Ph.D StudentLew Alan
SubjectStudies in Topological Combinatorics
DepartmentDepartment of Mathematics
Supervisor PROF. Roy Meshulam


Abstract

Let X be a simplicial complex. X is called d-Leray if the homology groups of any induced subcomplex of X vanish in dimensions d and higher. X is called d-collapsible if it can be reduced to the void complex by sequentially removing a simplex of size at most d that is contained in a unique maximal face. X is called d-representable if it is the nerve of a family of convex sets in Rd.  It was shown by Wegner that any d-representable complex is d-collapsible and any d-collapsible complex is d-Leray. Moreover, many combinatorial properties of families of convex sets are known to follow from the d-Lerayness or d-collapsibility of the nerve of the family.

In this thesis we study different combinatorial, topological and geometric aspects of simplicial complexes and the relations between them.
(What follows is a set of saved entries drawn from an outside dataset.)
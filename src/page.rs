// src/page.rs

use std::sync::LazyLock;

use scraper::{ElementRef, Html, Selector};

static SCRIPT_SELECTOR: LazyLock<Selector> =
    LazyLock::new(|| Selector::parse("script").unwrap());
static JSON_SCRIPT_SELECTOR: LazyLock<Selector> =
    LazyLock::new(|| Selector::parse(r#"script[type="application/json"]"#).unwrap());
static TITLE_SELECTOR: LazyLock<Selector> =
    LazyLock::new(|| Selector::parse("title").unwrap());
static IFRAME_SELECTOR: LazyLock<Selector> =
    LazyLock::new(|| Selector::parse("iframe[src]").unwrap());

// Metadados verificados em ordem, tanto em `property` quanto em `name`
const TITLE_META_KEYS: &[&str] = &["og:title", "twitter:title", "title"];

/// Uma página buscada: o texto cru e a árvore já parseada.
/// Vive só durante uma extração; as estratégias apenas leem.
pub struct Page {
    pub url: String,
    pub body: String,
    pub document: Html,
}

impl Page {
    pub fn parse(url: &str, body: String) -> Self {
        let document = Html::parse_document(&body);
        Self {
            url: url.to_string(),
            body,
            document,
        }
    }

    /// Conteúdo de todos os `<script>` não vazios, na ordem do documento.
    pub fn inline_scripts(&self) -> Vec<String> {
        self.document
            .select(&SCRIPT_SELECTOR)
            .map(element_text)
            .filter(|text| !text.trim().is_empty())
            .collect()
    }

    pub fn json_scripts(&self) -> Vec<String> {
        self.document
            .select(&JSON_SCRIPT_SELECTOR)
            .map(element_text)
            .map(|text| text.trim().to_string())
            .filter(|text| !text.is_empty())
            .collect()
    }

    pub fn title(&self) -> Option<String> {
        for key in TITLE_META_KEYS {
            for attr in ["property", "name"] {
                let selector = match Selector::parse(&format!(r#"meta[{}="{}"]"#, attr, key)) {
                    Ok(selector) => selector,
                    Err(_) => continue,
                };
                let content = self
                    .document
                    .select(&selector)
                    .filter_map(|el| el.value().attr("content"))
                    .map(str::trim)
                    .find(|content| !content.is_empty());
                if let Some(content) = content {
                    return Some(content.to_string());
                }
            }
        }

        self.document
            .select(&TITLE_SELECTOR)
            .map(element_text)
            .map(|text| text.trim().to_string())
            .find(|text| !text.is_empty())
    }

    pub fn first_iframe_src(&self) -> Option<String> {
        self.document
            .select(&IFRAME_SELECTOR)
            .filter_map(|el| el.value().attr("src"))
            .map(str::trim)
            .find(|src| !src.is_empty())
            .map(str::to_string)
    }
}

fn element_text(el: ElementRef<'_>) -> String {
    el.text().collect::<String>()
}

#[cfg(test)]
mod tests {
    use super::*;

    #[test]
    fn title_prefers_og_meta() {
        let page = Page::parse(
            "https://site.example/e/1",
            r#"<html><head><title>Fallback</title>
            <meta property="og:title" content="Episode 01"></head></html>"#
                .to_string(),
        );
        assert_eq!(page.title().as_deref(), Some("Episode 01"));
    }

    #[test]
    fn title_accepts_name_attribute() {
        let page = Page::parse(
            "https://site.example/e/1",
            r#"<html><head><meta name="twitter:title" content="Clip"></head></html>"#.to_string(),
        );
        assert_eq!(page.title().as_deref(), Some("Clip"));
    }

    #[test]
    fn title_falls_back_to_title_tag() {
        let page = Page::parse(
            "https://site.example/e/1",
            "<html><head><title> Movie Night </title></head></html>".to_string(),
        );
        assert_eq!(page.title().as_deref(), Some("Movie Night"));
    }

    #[test]
    fn title_missing() {
        let page = Page::parse("https://site.example/", "<html></html>".to_string());
        assert!(page.title().is_none());
    }

    #[test]
    fn scripts_are_collected_in_order() {
        let page = Page::parse(
            "https://site.example/",
            r#"<script>var a = 1;</script><script src="x.js"></script>
            <script type="application/json">["abc"]</script>"#
                .to_string(),
        );
        assert_eq!(page.inline_scripts(), vec!["var a = 1;", r#"["abc"]"#]);
        assert_eq!(page.json_scripts(), vec![r#"["abc"]"#]);
    }

    #[test]
    fn iframe_src_skips_empty() {
        let page = Page::parse(
            "https://site.example/",
            r#"<iframe src=""></iframe><iframe src="/embed/42"></iframe>"#.to_string(),
        );
        assert_eq!(page.first_iframe_src().as_deref(), Some("/embed/42"));
    }
}
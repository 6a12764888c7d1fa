pub mod model;
pub mod queue;
pub mod store;

pub use model::{AuditEntry, AuditFilter, AuditStats, BlockReason};
pub use queue::AuditQueue;
pub use store::{AuditStore, InMemoryAuditStore, PostgresAuditStore};
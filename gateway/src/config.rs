use anyhow::{Context, Result};
use std::env;

/// Thresholds for one rate-limit tier: allow up to `max` increments per
/// `window_secs`-wide fixed window.
#[derive(Debug, Clone, Copy)]
pub struct TierConfig {
    pub max: u32,
    pub window_secs: u64,
}

#[derive(Debug, Clone)]
pub struct RateLimitConfig {
    pub global: TierConfig,
    pub per_caller: TierConfig,
    pub per_key: TierConfig,
}

#[derive(Debug, Clone)]
pub struct AnalyzerConfig {
    pub host: String,
    pub port: u16,
    pub timeout_secs: u64,
    pub max_retries: u32,
}

impl AnalyzerConfig {
    pub fn endpoint(&self) -> String {
        format!("http://{}:{}", self.host, self.port)
    }
}

#[derive(Debug, Clone)]
pub struct AuditConfig {
    pub database_url: String,
    pub async_mode: bool,
    pub retention_days: i64,
    pub queue_capacity: usize,
}

#[derive(Debug, Clone)]
pub struct SecurityConfig {
    pub min_content_length: usize,
    pub max_content_length: usize,
}

#[derive(Debug, Clone)]
pub struct FeatureFlags {
    pub audit_logging: bool,
    pub rate_limiting: bool,
}

#[derive(Debug, Clone)]
pub struct GatewayConfig {
    pub bind_host: String,
    pub bind_port: u16,
    pub redis_url: String,
    pub redis_prefix: String,
    pub rate_limit: RateLimitConfig,
    pub analyzer: AnalyzerConfig,
    pub audit: AuditConfig,
    pub security: SecurityConfig,
    pub features: FeatureFlags,
    pub digest_salt: String,
    pub models: Vec<String>,
    pub shutdown_ceiling_secs: u64,
    /// Bearer token gating `/admin/*`. `None` means the admin surface is
    /// unauthenticated — acceptable only behind a trusted operator network,
    /// and logged loudly at startup (see `main.rs`).
    pub admin_token: Option<String>,
}

fn env_parsed<T: std::str::FromStr>(key: &str, default: T) -> T {
    env::var(key).ok().and_then(|v| v.parse::<T>().ok()).unwrap_or(default)
}

fn tier(prefix: &str, default_max: u32, default_window: u64) -> TierConfig {
    TierConfig {
        max: env_parsed(&format!("GATEWAY_RATE_LIMIT_{}_MAX", prefix), default_max),
        window_secs: env_parsed(&format!("GATEWAY_RATE_LIMIT_{}_WINDOW_SECONDS", prefix), default_window).max(1),
    }
}

impl GatewayConfig {
    pub fn from_env() -> Result<Self> {
        let redis_url = env::var("REDIS_URL").context("REDIS_URL must be set")?;
        let database_url = env::var("DATABASE_URL").context("DATABASE_URL must be set")?;
        let digest_salt = env::var("GATEWAY_DIGEST_SALT").context("GATEWAY_DIGEST_SALT must be set")?;

        let bind_host = env::var("HOST").unwrap_or_else(|_| "0.0.0.0".to_string());
        let bind_port: u16 = env_parsed("PORT", 8080);

        let rate_limit = RateLimitConfig {
            global: tier("GLOBAL", 10_000, 3600),
            per_caller: tier("PER_CALLER", 100, 3600),
            per_key: tier("PER_KEY", 1_000, 3600),
        };

        let analyzer = AnalyzerConfig {
            host: env::var("ANALYZER_HOST").unwrap_or_else(|_| "localhost".to_string()),
            port: env_parsed("ANALYZER_PORT", 50051),
            timeout_secs: env_parsed("ANALYZER_TIMEOUT_SECONDS", 5),
            max_retries: env_parsed("ANALYZER_MAX_RETRIES", 3),
        };

        let audit = AuditConfig {
            database_url,
            async_mode: env_parsed("AUDIT_ASYNC", true),
            retention_days: env_parsed("AUDIT_RETENTION_DAYS", 90),
            queue_capacity: env_parsed("AUDIT_QUEUE_CAPACITY", 1000),
        };

        let security = SecurityConfig {
            min_content_length: env_parsed("SECURITY_MIN_CONTENT_LENGTH", 1),
            max_content_length: env_parsed("SECURITY_MAX_CONTENT_LENGTH", 10_240),
        };

        let features = FeatureFlags {
            audit_logging: env_parsed("FEATURES_AUDIT_LOGGING", true),
            rate_limiting: env_parsed("FEATURES_RATE_LIMITING", true),
        };

        let models = env::var("GATEWAY_MODELS")
            .unwrap_or_else(|_| "gpt-4,gpt-3.5-turbo".to_string())
            .split(',')
            .map(|s| s.trim().to_string())
            .filter(|s| !s.is_empty())
            .collect();

        Ok(Self {
            bind_host,
            bind_port,
            redis_url,
            redis_prefix: env::var("GATEWAY_RATE_LIMIT_PREFIX").unwrap_or_else(|_| "rate_limit".to_string()),
            rate_limit,
            analyzer,
            audit,
            security,
            features,
            digest_salt,
            models,
            shutdown_ceiling_secs: env_parsed("GATEWAY_SHUTDOWN_CEILING_SECONDS", 10),
            admin_token: env::var("GATEWAY_ADMIN_TOKEN").ok(),
        })
    }
}
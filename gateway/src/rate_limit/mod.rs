pub mod store;

use crate::config::{RateLimitConfig, TierConfig};
use std::fmt;
use std::sync::Arc;
use std::time::{SystemTime, UNIX_EPOCH};
use store::RateLimitStore;
use tracing::warn;

#[derive(Debug, Clone, Copy, PartialEq, Eq)]
pub enum Tier {
    Global,
    PerCaller,
    PerKey,
}

impl Tier {
    fn as_str(self) -> &'static str {
        match self {
            Tier::Global => "global",
            Tier::PerCaller => "per_caller",
            Tier::PerKey => "per_key",
        }
    }
}

impl fmt::Display for Tier {
    fn fmt(&self, f: &mut fmt::Formatter<'_>) -> fmt::Result {
        write!(f, "{}", self.as_str())
    }
}

/// Immutable per-check record, per spec.md §3.1 "Rate-limit decision".
#[derive(Debug, Clone)]
pub struct RateDecision {
    pub tier: Option<Tier>,
    pub allowed: bool,
    pub limit: Option<u32>,
    pub remaining: Option<i64>,
    pub reset_epoch: Option<i64>,
    pub retry_after_secs: Option<i64>,
}

impl RateDecision {
    fn fail_open() -> Self {
        Self {
            tier: None,
            allowed: true,
            limit: None,
            remaining: None,
            reset_epoch: None,
            retry_after_secs: None,
        }
    }

    /// Used when `GatewayConfig.features.rate_limiting` is off — same shape
    /// as `fail_open`, named separately since the two have different causes.
    pub fn disabled() -> Self {
        Self::fail_open()
    }
}

fn now_epoch() -> i64 {
    SystemTime::now().duration_since(UNIX_EPOCH).expect("clock before epoch").as_secs() as i64
}

/// Three-tier fixed-window admission decision, per spec.md §4.5.
pub struct RateLimiter {
    store: Arc<dyn RateLimitStore>,
    prefix: String,
    config: RateLimitConfig,
}

impl RateLimiter {
    pub fn new(store: Arc<dyn RateLimitStore>, prefix: impl Into<String>, config: RateLimitConfig) -> Self {
        Self { store, prefix: prefix.into(), config }
    }

    fn key(&self, tier: Tier, identifier: &str, window_start: i64) -> String {
        format!("{}:{}:{}:{}", self.prefix, tier, identifier, window_start)
    }

    async fn check_tier(&self, tier: Tier, identifier: &str, cfg: TierConfig) -> anyhow::Result<RateDecision> {
        let now = now_epoch();
        let window_start = now - (now % cfg.window_secs as i64);
        let key = self.key(tier, identifier, window_start);

        let (count, ttl) = self.store.increment_and_get_ttl(&key).await?;
        if ttl < 0 {
            // Freshly created bucket: give it an explicit expiry so it cannot
            // leak past its window.
            self.store.set_expiry(&key, cfg.window_secs).await?;
        }

        let reset = window_start + cfg.window_secs as i64;
        if count > cfg.max as i64 {
            return Ok(RateDecision {
                tier: Some(tier),
                allowed: false,
                limit: Some(cfg.max),
                remaining: Some(0),
                reset_epoch: Some(reset),
                retry_after_secs: Some((reset - now).max(0)),
            });
        }

        Ok(RateDecision {
            tier: Some(tier),
            allowed: true,
            limit: Some(cfg.max),
            remaining: Some((cfg.max as i64 - count).max(0)),
            reset_epoch: Some(reset),
            retry_after_secs: None,
        })
    }

    /// Evaluates global -> per-caller -> per-key in order, short-circuiting
    /// on the first denial. Every store failure along the way makes the
    /// whole check fail-open (the store is advisory, never a SPOF).
    pub async fn check(&self, caller_identifier: &str, key_identifier: Option<&str>) -> RateDecision {
        match self.try_check(caller_identifier, key_identifier).await {
            Ok(decision) => decision,
            Err(err) => {
                warn!(?err, "rate limit store call failed, failing open");
                RateDecision::fail_open()
            }
        }
    }

    async fn try_check(&self, caller_identifier: &str, key_identifier: Option<&str>) -> anyhow::Result<RateDecision> {
        let global = self.check_tier(Tier::Global, "*", self.config.global).await?;
        if !global.allowed {
            return Ok(global);
        }

        let per_caller = self.check_tier(Tier::PerCaller, caller_identifier, self.config.per_caller).await?;
        if !per_caller.allowed {
            return Ok(per_caller);
        }

        if let Some(key_id) = key_identifier {
            let per_key = self.check_tier(Tier::PerKey, key_id, self.config.per_key).await?;
            return Ok(per_key);
        }

        Ok(per_caller)
    }

    /// Deletes every bucket matching `rate_limit:{tier}:{identifier}:*`.
    pub async fn reset(&self, tier: Tier, identifier: &str) -> anyhow::Result<usize> {
        let prefix = format!("{}:{}:{}:", self.prefix, tier, identifier);
        let keys = self.store.keys_matching(&prefix).await?;
        let count = keys.len();
        self.store.delete(&keys).await?;
        Ok(count)
    }

    /// Reads the current bucket without incrementing it, by reading whatever
    /// the current window's key holds. There is no "peek" primitive in the
    /// store contract, so status is approximated via `keys_matching` plus a
    /// best-effort read through the same increment-based key naming: callers
    /// needing an exact read should prefer `check`'s side effects.
    pub async fn status(&self, tier: Tier, identifier: &str) -> anyhow::Result<Vec<String>> {
        let prefix = format!("{}:{}:{}:", self.prefix, tier, identifier);
        self.store.keys_matching(&prefix).await
    }

    /// Used by the `/ready` probe; deliberately not fail-open, since
    /// readiness is exactly where an unreachable store should count.
    pub async fn health_check(&self) -> anyhow::Result<()> {
        self.store.health_check().await
    }
}

#[cfg(test)]
mod tests {
    use super::*;
    use crate::config::TierConfig;
    use store::{AlwaysFailingStore, InMemoryStore};

    fn config(global_max: u32, per_caller_max: u32, per_key_max: u32) -> RateLimitConfig {
        RateLimitConfig {
            global: TierConfig { max: global_max, window_secs: 60 },
            per_caller: TierConfig { max: per_caller_max, window_secs: 60 },
            per_key: TierConfig { max: per_key_max, window_secs: 60 },
        }
    }

    #[tokio::test]
    async fn global_exhaustion_denies_and_short_circuits() {
        let store = Arc::new(InMemoryStore::new());
        let limiter = RateLimiter::new(store, "rate_limit", config(2, 100, 1000));

        let d1 = limiter.check("caller-a", None).await;
        assert!(d1.allowed);
        assert_eq!(d1.remaining, Some(1));

        let d2 = limiter.check("caller-b", None).await;
        assert!(d2.allowed);
        assert_eq!(d2.remaining, Some(0));

        let d3 = limiter.check("caller-c", None).await;
        assert!(!d3.allowed);
        assert_eq!(d3.tier, Some(Tier::Global));
        assert!(d3.retry_after_secs.unwrap() <= 60);
    }

    #[tokio::test]
    async fn per_key_tier_evaluated_last_and_most_specific_wins() {
        let store = Arc::new(InMemoryStore::new());
        let limiter = RateLimiter::new(store, "rate_limit", config(10_000, 100, 2));

        let d1 = limiter.check("caller-a", Some("key-1")).await;
        assert!(d1.allowed);
        assert_eq!(d1.tier, Some(Tier::PerKey));

        let d2 = limiter.check("caller-a", Some("key-1")).await;
        assert!(d2.allowed);

        let d3 = limiter.check("caller-a", Some("key-1")).await;
        assert!(!d3.allowed);
        assert_eq!(d3.tier, Some(Tier::PerKey));
    }

    #[tokio::test]
    async fn store_failure_fails_open_with_no_headers() {
        let store = Arc::new(AlwaysFailingStore);
        let limiter = RateLimiter::new(store, "rate_limit", config(1, 1, 1));
        let decision = limiter.check("caller-a", None).await;
        assert!(decision.allowed);
        assert!(decision.limit.is_none());
        assert!(decision.remaining.is_none());
    }

    #[tokio::test]
    async fn reset_deletes_all_buckets_for_identifier() {
        let store = Arc::new(InMemoryStore::new());
        let limiter = RateLimiter::new(store, "rate_limit", config(10, 10, 10));
        limiter.check("caller-a", None).await;
        let deleted = limiter.reset(Tier::PerCaller, "caller-a").await.unwrap();
        assert_eq!(deleted, 1);
        let remaining = limiter.status(Tier::PerCaller, "caller-a").await.unwrap();
        assert!(remaining.is_empty());
    }
}
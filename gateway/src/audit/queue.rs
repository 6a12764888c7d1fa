use super::model::AuditEntry;
use super::store::AuditStore;
use std::sync::atomic::{AtomicUsize, Ordering};
use std::sync::Arc;
use std::time::Duration;
use tokio::sync::mpsc;
use tokio::time::interval;
use tracing::{error, warn};

const BATCH_SIZE: usize = 10;
const DRAIN_INTERVAL_MS: u64 = 1000;
const FLUSH_POLL_MS: u64 = 100;

/// Bounded in-memory queue draining into the audit store, per spec.md §4.6.
/// Asynchronous mode: `enqueue` is `try_send` (non-blocking, drop-on-full)
/// and a single background drainer task is the sole writer. Synchronous
/// mode: `enqueue` awaits the insert directly, no drainer runs — intended
/// for tests and small deployments, per §4.6 "Mode selection".
pub struct AuditQueue {
    sender: Option<mpsc::Sender<AuditEntry>>,
    store: Arc<dyn AuditStore>,
    depth: Arc<AtomicUsize>,
    capacity: usize,
    synchronous: bool,
}

impl AuditQueue {
    /// Spawns the background drainer and returns the queue handle.
    /// `capacity` bounds the channel (spec default 1000).
    pub fn spawn_async(store: Arc<dyn AuditStore>, capacity: usize) -> Arc<Self> {
        let (tx, rx) = mpsc::channel(capacity);
        let depth = Arc::new(AtomicUsize::new(0));
        let queue = Arc::new(Self {
            sender: Some(tx),
            store: store.clone(),
            depth: depth.clone(),
            capacity,
            synchronous: false,
        });
        tokio::spawn(drain_loop(rx, store, depth));
        queue
    }

    /// Synchronous mode: no channel, no drainer; `enqueue` awaits the insert.
    pub fn synchronous(store: Arc<dyn AuditStore>) -> Arc<Self> {
        Arc::new(Self { sender: None, store, depth: Arc::new(AtomicUsize::new(0)), capacity: 0, synchronous: true })
    }

    /// Non-blocking in async mode: drops the entry with a warning if the
    /// queue is full. The request is never delayed or failed by this call.
    pub async fn enqueue(&self, entry: AuditEntry) {
        if self.synchronous {
            if let Err(err) = self.store.insert(entry).await {
                warn!(?err, "synchronous audit insert failed");
            }
            return;
        }

        let sender = self.sender.as_ref().expect("async queue always has a sender");
        match sender.try_send(entry) {
            Ok(()) => {
                self.depth.fetch_add(1, Ordering::Relaxed);
            }
            Err(mpsc::error::TrySendError::Full(_)) => {
                warn!(capacity = self.capacity, "audit queue full, dropping entry");
            }
            Err(mpsc::error::TrySendError::Closed(_)) => {
                error!("audit queue drainer is gone, dropping entry");
            }
        }
    }

    pub fn size(&self) -> usize {
        self.depth.load(Ordering::Relaxed)
    }

    /// Drains synchronously, sleeping between iterations, until the queue is
    /// empty or the sender side is closed. Called during shutdown.
    pub async fn flush(&self) {
        if self.synchronous {
            return;
        }
        while self.size() > 0 {
            tokio::time::sleep(Duration::from_millis(FLUSH_POLL_MS)).await;
        }
    }
}

async fn drain_loop(mut rx: mpsc::Receiver<AuditEntry>, store: Arc<dyn AuditStore>, depth: Arc<AtomicUsize>) {
    let mut ticker = interval(Duration::from_millis(DRAIN_INTERVAL_MS));
    loop {
        ticker.tick().await;
        let mut batch = Vec::with_capacity(BATCH_SIZE);
        while batch.len() < BATCH_SIZE {
            match rx.try_recv() {
                Ok(entry) => batch.push(entry),
                Err(_) => break,
            }
        }
        if batch.is_empty() {
            if rx.is_closed() {
                return;
            }
            continue;
        }

        depth.fetch_sub(batch.len(), Ordering::Relaxed);

        // Up to BATCH_SIZE concurrent inserts; one bad entry must not poison
        // the batch, so per-entry failures are logged and swallowed.
        let inserts = batch.into_iter().map(|entry| {
            let store = store.clone();
            async move {
                if let Err(err) = store.insert(entry).await {
                    warn!(?err, "audit insert failed, entry dropped");
                }
            }
        });
        futures_join_all(inserts).await;
    }
}

/// Small local stand-in for `futures::future::join_all` so the drainer does
/// not need an extra crate just for this one call site.
async fn futures_join_all<I>(iter: I)
where
    I: IntoIterator,
    I::Item: std::future::Future<Output = ()>,
{
    let mut handles = Vec::new();
    for fut in iter {
        handles.push(tokio::spawn(fut));
    }
    for handle in handles {
        let _ = handle.await;
    }
}

#[cfg(test)]
mod tests {
    use super::*;
    use crate::audit::model::AuditEntry;
    use crate::audit::store::InMemoryAuditStore;
    use chrono::Utc;
    use uuid::Uuid;

    fn sample_entry() -> AuditEntry {
        let now = Utc::now();
        AuditEntry {
            id: None,
            request_id: Uuid::new_v4().to_string(),
            timestamp: now,
            method: "POST".into(),
            path: "/v1/chat/completions".into(),
            caller_fingerprint: Some("caller-hash".into()),
            user_agent_fingerprint: None,
            key_fingerprint: None,
            request_bytes: 10,
            response_status: 200,
            response_bytes: 20,
            latency_ms: 5,
            is_blocked: false,
            block_reason: None,
            detected_issues_count: 0,
            security_confidence: None,
            llm_provider: None,
            llm_model: None,
            metadata: serde_json::json!({}),
            retention_until: now + chrono::Duration::days(90),
        }
    }

    #[tokio::test]
    async fn enqueue_beyond_capacity_drops_the_overflow() {
        let store = Arc::new(InMemoryAuditStore::new());
        let capacity = 4;
        let (tx, _rx) = mpsc::channel(capacity);
        let depth = Arc::new(AtomicUsize::new(0));
        // Build directly (not spawn_async) so no drainer competes for slots.
        let queue = Arc::new(AuditQueue { sender: Some(tx), store, depth, capacity, synchronous: false });

        let total = 10;
        for _ in 0..total {
            queue.enqueue(sample_entry()).await;
        }
        assert_eq!(queue.size(), capacity);
    }

    #[tokio::test]
    async fn synchronous_mode_inserts_directly() {
        let store = Arc::new(InMemoryAuditStore::new());
        let queue = AuditQueue::synchronous(store.clone());
        queue.enqueue(sample_entry()).await;
        assert_eq!(store.all().await.len(), 1);
    }

    #[tokio::test]
    async fn async_mode_drains_into_the_store() {
        let store = Arc::new(InMemoryAuditStore::new());
        let queue = AuditQueue::spawn_async(store.clone(), 1000);
        queue.enqueue(sample_entry()).await;
        queue.flush().await;
        tokio::time::sleep(Duration::from_millis(1200)).await;
        assert_eq!(store.all().await.len(), 1);
    }
}
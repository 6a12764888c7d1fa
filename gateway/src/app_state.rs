use crate::analyzer::ContentAnalyzer;
use crate::audit::{AuditQueue, AuditStore};
use crate::config::GatewayConfig;
use crate::metrics::GatewayMetrics;
use crate::rate_limit::RateLimiter;
use gateway_digest::DigestSalt;
use std::sync::Arc;
use std::time::Instant;

/// Explicitly-constructed service bundle passed into every handler, with one
/// construction site at startup (`main.rs`). Replaces the source's global
/// singletons (analyzer client, audit logger, rate limiter, digest helper)
/// per spec.md §9, eliminating initialization-order hazards.
#[derive(Clone)]
pub struct AppState {
    pub config: Arc<GatewayConfig>,
    pub rate_limiter: Arc<RateLimiter>,
    pub analyzer: Arc<dyn ContentAnalyzer>,
    pub audit_store: Arc<dyn AuditStore>,
    pub audit_queue: Arc<AuditQueue>,
    pub metrics: Arc<GatewayMetrics>,
    pub digest_salt: DigestSalt,
    /// Stamped once in `main.rs` before any dependency connects; backs the
    /// `uptime` field of `GET /health` (spec.md §6.1).
    pub started_at: Instant,
}

impl AppState {
    pub fn digest(&self, input: Option<&str>) -> Option<String> {
        gateway_digest::digest(input, &self.digest_salt)
    }

    pub fn uptime_seconds(&self) -> i64 {
        self.started_at.elapsed().as_secs() as i64
    }
}
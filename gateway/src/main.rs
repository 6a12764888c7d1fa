use anyhow::Context;
use llm_security_gateway::analyzer::GrpcAnalyzerClient;
use llm_security_gateway::app_state::AppState;
use llm_security_gateway::audit::{AuditQueue, PostgresAuditStore};
use llm_security_gateway::config::GatewayConfig;
use llm_security_gateway::metrics::GatewayMetrics;
use llm_security_gateway::rate_limit::store::RedisStore;
use llm_security_gateway::rate_limit::RateLimiter;
use llm_security_gateway::shutdown;
use std::net::SocketAddr;
use std::sync::Arc;
use std::time::Duration;
use tokio::net::TcpListener;
use tracing::info;

#[tokio::main]
async fn main() -> anyhow::Result<()> {
    tracing_subscriber::fmt().with_env_filter("info").init();

    let started_at = std::time::Instant::now();
    let config = Arc::new(GatewayConfig::from_env()?);

    let rate_limit_store = RedisStore::connect(&config.redis_url)
        .await
        .context("failed to connect to the rate-limit store")?;
    let rate_limiter = Arc::new(RateLimiter::new(
        Arc::new(rate_limit_store),
        config.redis_prefix.clone(),
        config.rate_limit.clone(),
    ));

    let audit_store = Arc::new(
        PostgresAuditStore::connect(&config.audit.database_url)
            .await
            .context("failed to connect to the audit store")?,
    );
    audit_store.migrate().await.context("failed to migrate the audit_log table")?;

    let audit_queue = if config.audit.async_mode {
        AuditQueue::spawn_async(audit_store.clone(), config.audit.queue_capacity)
    } else {
        AuditQueue::synchronous(audit_store.clone())
    };

    let analyzer = Arc::new(
        GrpcAnalyzerClient::connect(
            config.analyzer.endpoint(),
            Duration::from_secs(config.analyzer.timeout_secs),
            config.analyzer.max_retries,
        )
        .await
        .context("failed to connect to the content analyzer")?,
    );

    let metrics = Arc::new(GatewayMetrics::new()?);

    if config.admin_token.is_none() {
        tracing::warn!("GATEWAY_ADMIN_TOKEN is unset; /admin/* routes are unauthenticated");
    }

    let digest_salt = gateway_digest::DigestSalt::new(config.digest_salt.clone().into_bytes());

    let state = AppState {
        config: config.clone(),
        rate_limiter,
        analyzer,
        audit_store,
        audit_queue,
        metrics,
        digest_salt,
        started_at,
    };

    let app = llm_security_gateway::build_router(state.clone());

    let ip: std::net::IpAddr = config.bind_host.parse().context("invalid bind host")?;
    let addr = SocketAddr::from((ip, config.bind_port));
    info!(%addr, "starting llm-security-gateway");
    let listener = TcpListener::bind(addr).await?;

    // The whole 5-step drain (spec.md §4.10) shares one ceiling, clocked from
    // the moment the shutdown signal actually arrives — not from process
    // start, since the server may run for days beforehand. Steps 1-2
    // (stop accepting, drain in-flight requests) run on a spawned task so
    // they can be bounded by `tokio::time::timeout` here; steps 3-5 run in
    // `shutdown::drain` afterward, against whatever ceiling remains.
    let (shutdown_tx, shutdown_rx) = tokio::sync::oneshot::channel::<()>();
    let server = tokio::spawn(async move {
        axum::serve(listener, app.into_make_service_with_connect_info::<SocketAddr>())
            .with_graceful_shutdown(async {
                let _ = shutdown_rx.await;
            })
            .await
    });

    shutdown::wait_for_signal().await;
    let deadline = tokio::time::Instant::now() + Duration::from_secs(config.shutdown_ceiling_secs);
    let _ = shutdown_tx.send(());

    let drain_budget = deadline.saturating_duration_since(tokio::time::Instant::now());
    match tokio::time::timeout(drain_budget, server).await {
        Ok(Ok(Ok(()))) => info!("in-flight requests drained"),
        Ok(Ok(Err(err))) => tracing::error!(?err, "server task returned an error while draining"),
        Ok(Err(err)) => tracing::error!(?err, "server task panicked while draining"),
        Err(_) => tracing::error!("in-flight request drain exceeded the shutdown ceiling"),
    }

    let remaining = deadline.saturating_duration_since(tokio::time::Instant::now());
    let exit_code = shutdown::drain(state, remaining).await;
    std::process::exit(exit_code);
}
We focus in particular on the notions of d-Lerayness, d-collapsibility and d-representability.

First, we prove some general upper bounds on the collapsibility of a complex X (the minimum integer d such that X is d-collapsible). We then apply these bounds to several families of simplicial complexes related to different properties of graphs and hypergraphs. As an application, we obtain some old and new results concerning "rainbow independent sets" in graphs.

Inspired by results of Montejano and Oliveros, we study the t-tolerance complex of a complex X. This is the complex whose simplices are formed as the union of a simplex in X and a set of size at most t. We show that, for any t and d, there is a function h(t,d) such that the t-tolerance complex of any d-collapsible complex is h(t,d)-Leray.

Next, we study the d-boxicity of a simplicial complex X, which is the minimal k such that X can be written as the intersection of k d-representable complexes. This is an extension of the classical notion of boxicity of graphs introduced by Roberts.  We prove tight upper bounds and corresponding lower bounds on the d-boxicity of simplicial complexes with n vertices, improving upon previous work by Witsenhausen. We also present a related conjecture about the representability of complexes on n vertices.

Finally, we study certain complexes associated to linear and affine spaces over finite fields: we investigate the topology of the complex of line-free sets in a finite affine plane and its relation to blocking sets having certain stability properties, and we study the asymptotic behavior of the Laplacian eigenvalues of complexes of flags in Fqn , settling a special case of a conjecture of Papikian.